(Provided data)
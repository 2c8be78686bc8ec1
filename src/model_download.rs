use std::{
    fs,
    io::{Read, Write},
    path::{Path, PathBuf},
};

use anyhow::{Context, Result};
use indicatif::{ProgressBar, ProgressStyle};

pub const HANDPOSE_ESTIMATOR_URL: &str = "https://github.com/opencv/opencv_zoo/raw/main/models/handpose_estimation_mediapipe/handpose_estimation_mediapipe_2023feb.onnx";
const HANDPOSE_ESTIMATOR_FILE: &str = "handpose_estimation_mediapipe_2023feb.onnx";

#[derive(Clone, Copy, Debug, PartialEq, Eq)]
pub enum DownloadEvent {
    Started { total: Option<u64> },
    Progress { downloaded: u64 },
    Finished,
}

pub fn default_handpose_estimator_model_path() -> PathBuf {
    dirs::cache_dir()
        .unwrap_or_else(|| PathBuf::from("."))
        .join("handmouse")
        .join(HANDPOSE_ESTIMATOR_FILE)
}

/// Downloads the handpose model unless it is already on disk.
pub fn ensure_handpose_estimator_model_ready<F>(path: &Path, on_event: F) -> Result<()>
where
    F: FnMut(DownloadEvent),
{
    if path.is_file() {
        return Ok(());
    }
    log::info!("handpose model missing, downloading to {}", path.display());
    download(HANDPOSE_ESTIMATOR_URL, path, on_event)
}

fn download<F>(url: &str, path: &Path, mut on_event: F) -> Result<()>
where
    F: FnMut(DownloadEvent),
{
    if let Some(parent) = path.parent() {
        fs::create_dir_all(parent)
            .with_context(|| format!("failed to create {}", parent.display()))?;
    }

    let mut response = reqwest::blocking::get(url)
        .and_then(|r| r.error_for_status())
        .with_context(|| format!("failed to fetch {url}"))?;
    on_event(DownloadEvent::Started {
        total: response.content_length(),
    });

    // An interrupted download must never sit at the model path.
    let partial = path.with_extension("onnx.part");
    let mut file = fs::File::create(&partial)
        .with_context(|| format!("failed to create {}", partial.display()))?;

    let mut buffer = [0u8; 64 * 1024];
    let mut downloaded = 0u64;
    loop {
        let read = response.read(&mut buffer).context("model download interrupted")?;
        if read == 0 {
            break;
        }
        file.write_all(&buffer[..read])?;
        downloaded += read as u64;
        on_event(DownloadEvent::Progress { downloaded });
    }
    file.flush()?;
    drop(file);

    fs::rename(&partial, path)
        .with_context(|| format!("failed to move model into {}", path.display()))?;
    on_event(DownloadEvent::Finished);
    log::info!("downloaded {downloaded} bytes to {}", path.display());
    Ok(())
}

/// Terminal progress bar for `ensure_handpose_estimator_model_ready`.
pub fn progress_bar_reporter() -> impl FnMut(DownloadEvent) {
    let mut bar: Option<ProgressBar> = None;
    move |event| match event {
        DownloadEvent::Started { total } => {
            let pb = match total {
                Some(len) => ProgressBar::new(len),
                None => ProgressBar::new_spinner(),
            };
            if let Ok(style) = ProgressStyle::with_template(
                "{msg} [{bar:40.cyan/blue}] {bytes}/{total_bytes} ({eta})",
            ) {
                pb.set_style(style.progress_chars("#>-"));
            }
            pb.set_message("handpose model");
            bar = Some(pb);
        }
        DownloadEvent::Progress { downloaded } => {
            if let Some(pb) = &bar {
                pb.set_position(downloaded);
            }
        }
        DownloadEvent::Finished => {
            if let Some(pb) = bar.take() {
                pb.finish_with_message("handpose model ready");
            }
        }
    }
}
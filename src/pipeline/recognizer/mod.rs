#[cfg(feature = "backend-ort")]
pub mod ort;
pub mod replay;

use crate::types::{Frame, Landmark};

/// Hand landmark oracle. `Ok(None)` means no hand in the frame; an error means
/// the detector could not process it.
pub trait HandDetector {
    fn detect(&mut self, frame: &Frame) -> anyhow::Result<Option<Vec<Landmark>>>;
}

impl<D: HandDetector + ?Sized> HandDetector for Box<D> {
    fn detect(&mut self, frame: &Frame) -> anyhow::Result<Option<Vec<Landmark>>> {
        (**self).detect(frame)
    }
}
(End Provided data)
### Aim of the task:
From the records above, extract each line exactly as shown.

### Expected answer:
repository 2c8be78686bc8ec1
filename src/model_download.rs
use std::{
    fs,
    io::{Read, Write},
    path::{Path, PathBuf},
};

use anyhow::{Context, Result};
use indicatif::{ProgressBar, ProgressStyle};

pub const HANDPOSE_ESTIMATOR_URL: &str = "https://github.com/opencv/opencv_zoo/raw/main/models/handpose_estimation_mediapipe/handpose_estimation_mediapipe_2023feb.onnx";
const HANDPOSE_ESTIMATOR_FILE: &str = "handpose_estimation_mediapipe_2023feb.onnx";

#[derive(Clone, Copy, Debug, PartialEq, Eq)]
pub enum DownloadEvent {
    Started { total: Option<u64> },
    Progress { downloaded: u64 },
    Finished,
}

pub fn default_handpose_estimator_model_path() -> PathBuf {
    dirs::cache_dir()
        .unwrap_or_else(|| PathBuf::from("."))
        .join("handmouse")
        .join(HANDPOSE_ESTIMATOR_FILE)
}

/// Downloads the handpose model unless it is already on disk.
pub fn ensure_handpose_estimator_model_ready<F>(path: &Path, on_event: F) -> Result<()>
where
    F: FnMut(DownloadEvent),
{
    if path.is_file() {
        return Ok(());
    }
    log::info!("handpose model missing, downloading to {}", path.display());
    download(HANDPOSE_ESTIMATOR_URL, path, on_event)
}

fn download<F>(url: &str, path: &Path, mut on_event: F) -> Result<()>
where
    F: FnMut(DownloadEvent),
{
    if let Some(parent) = path.parent() {
        fs::create_dir_all(parent)
            .with_context(|| format!("failed to create {}", parent.display()))?;
    }

    let mut response = reqwest::blocking::get(url)
        .and_then(|r| r.error_for_status())
        .with_context(|| format!("failed to fetch {url}"))?;
    on_event(DownloadEvent::Started {
        total: response.content_length(),
    });

    // An interrupted download must never sit at the model path.
    let partial = path.with_extension("onnx.part");
    let mut file = fs::File::create(&partial)
        .with_context(|| format!("failed to create {}", partial.display()))?;

    let mut buffer = [0u8; 64 * 1024];
    let mut downloaded = 0u64;
    loop {
        let read = response.read(&mut buffer).context("model download interrupted")?;
        if read == 0 {
            break;
        }
        file.write_all(&buffer[..read])?;
        downloaded += read as u64;
        on_event(DownloadEvent::Progress { downloaded });
    }
    file.flush()?;
    drop(file);

    fs::rename(&partial, path)
        .with_context(|| format!("failed to move model into {}", path.display()))?;
    on_event(DownloadEvent::Finished);
    log::info!("downloaded {downloaded} bytes to {}", path.display());
    Ok(())
}

/// Terminal progress bar for `ensure_handpose_estimator_model_ready`.
pub fn progress_bar_reporter() -> impl FnMut(DownloadEvent) {
    let mut bar: Option<ProgressBar> = None;
    move |event| match event {
        DownloadEvent::Started { total } => {
            let pb = match total {
                Some(len) => ProgressBar::new(len),
                None => ProgressBar::new_spinner(),
            };
            if let Ok(style) = ProgressStyle::with_template(
                "{msg} [{bar:40.cyan/blue}] {bytes}/{total_bytes} ({eta})",
            ) {
                pb.set_style(style.progress_chars("#>-"));
            }
            pb.set_message("handpose model");
            bar = Some(pb);
        }
        DownloadEvent::Progress { downloaded } => {
            if let Some(pb) = &bar {
                pb.set_position(downloaded);
            }
        }
        DownloadEvent::Finished => {
            if let Some(pb) = bar.take() {
                pb.finish_with_message("handpose model ready");
            }
        }
    }
}
filename src/pipeline/recognizer/mod.rs
#[cfg(feature = "backend-ort")]
pub mod ort;
pub mod replay;

use crate::types::{Frame, Landmark};

/// Hand landmark oracle. `Ok(None)` means no hand in the frame; an error means
/// the detector could not process it.
pub trait HandDetector {
    fn detect(&mut self, frame: &Frame) -> anyhow::Result<Option<Vec<Landmark>>>;
}

impl<D: HandDetector + ?Sized> HandDetector for Box<D> {
    fn detect(&mut self, frame: &Frame) -> anyhow::Result<Option<Vec<Landmark>>> {
        (**self).detect(frame)
    }
}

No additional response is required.